The two men were talking in a little cottage at the end of a long covered bridge. A painted board above the door heralded the fact that the cottage was the toll-house, and gave the rates of toll.
“It’s Providence that has sent you here jest as I was bein’ took out of the world,” went on Uncle Jerry. “You’re my only rel’tive. I’m leavin’ you the three thousand I’ve accumulated. I want to leave you the job, too. I—”
A hoarse hail outside interrupted. The Cap’n, scowling, shuffled out and came in, jingling some pennies in his brown hand.
“I feel like a hand-organ monkey every time I go out there,” he muttered.
“I tell ye,” protested the old man, as earnestly as his feebleness would permit, “there’s lots of big business in this world that don’t need so long a head as this one does—bein’ as how you’re goin’ to run it shipshape. You need brains; that you do, nephy. It’ll keep you studyin’ all the time. When you git interested in it you ain’t never goin’ to have time to be lonesome. There’s the plain hello folks to be treated one way, the good-day folks, the pass-the-time-o’-day folks, the folks that need the tip o’ the hat—jest for politeness, and not because you’re beneath ’em,” he hastened to add, noting the skipper’s scowl; “the folks that swing up to the platform, the folks that you’ve got to chase a little, even if it is muddy; the folks that pay in advance and want you to remember it and save ’em trouble, the folks that pay when they come back, and the folks that never pay at all—and I tell ye, nephy, there’s where your work is cut out for ye! I’ve only had one arm, but there’s mighty few that have ever done me out of toll, and I’m goin’ to give ye a tip on the old bell-wether of ’em all. I’m goin’ to advise ye to stand to one side and let him pass. He’s—”

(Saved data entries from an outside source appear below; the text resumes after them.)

use crate::shopify::ShopifyClient;

/// Shared gateway state.
///
/// Nothing here is mutable across requests; the client clones share one
/// connection pool and the credential is fixed at startup.
#[derive(Clone)]
pub struct AppState {
    pub shopify: ShopifyClient,
}

impl AppState {
    pub fn new(shopify: ShopifyClient) -> Self {
        Self { shopify }
    }
}
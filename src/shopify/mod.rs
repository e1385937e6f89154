//! Shopify Admin API client.
//!
//! The gateway's only upstream dependency. Both operations are read-only
//! lookups; nothing here mutates shop state.

pub mod client;
pub mod error;

pub use client::ShopifyClient;
pub use error::ShopifyError;
//! stockgate entry point: load config, init logging, serve.

use stockgate::config::AppConfig;
use stockgate::gateway;
use stockgate::logging::init_logging;

#[tokio::main]
async fn main() -> anyhow::Result<()> {
    let config = AppConfig::from_env()?;
    init_logging(&config);

    gateway::serve(config).await
}
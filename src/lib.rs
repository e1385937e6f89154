//! stockgate - Shopify inventory-level gateway
//!
//! A stateless request-translation proxy: one HTTP endpoint resolves a
//! `(variant_id, location_id)` pair into the current inventory level by
//! chaining two read calls against the Shopify Admin REST API
//! (variant -> inventory item -> inventory level).
//!
//! # Modules
//!
//! - [`config`] - Environment-provided configuration, loaded once at startup
//! - [`logging`] - tracing subscriber setup
//! - [`gateway`] - HTTP surface (routing, CORS, handlers, error mapping)
//! - [`shopify`] - Upstream client performing the dependent two-step lookup

pub mod config;
pub mod gateway;
pub mod logging;
pub mod shopify;

// Convenient re-exports at crate root
pub use config::{AppConfig, ConfigError};
pub use shopify::{ShopifyClient, ShopifyError};
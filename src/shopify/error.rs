use thiserror::Error;

#[derive(Debug, Error)]
pub enum ShopifyError {
    /// Upstream answered with a non-success status. The status code is
    /// forwarded verbatim to the original caller.
    #[error("Shopify API Error: {message}")]
    Upstream { status: u16, message: String },

    /// Upstream answered 2xx but the body violated its own contract
    /// (unparsable JSON, or a variant without an inventory item id).
    #[error("malformed Shopify response: {0}")]
    Malformed(String),

    /// Transport-level failure: DNS, connection, request build.
    #[error("{0}")]
    Transport(String),
}

impl From<reqwest::Error> for ShopifyError {
    fn from(err: reqwest::Error) -> Self {
        ShopifyError::Transport(err.to_string())
    }
}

“And me a man that’s licked every—”
“Hold on! He’s diff’runt from all you’ve ever tackled.”
In his excitement the old toll-gatherer attempted to struggle upon his elbow. He choked. The nurse came and laid him back with gentle remonstrance. Before he had regained his voice to talk more the minister came, obeying a summons of grave import. Then came One who sealed One-arm Jerry’s lips and quieted the fingers that had been picking at the faded coverlet as though they were gathering pennies.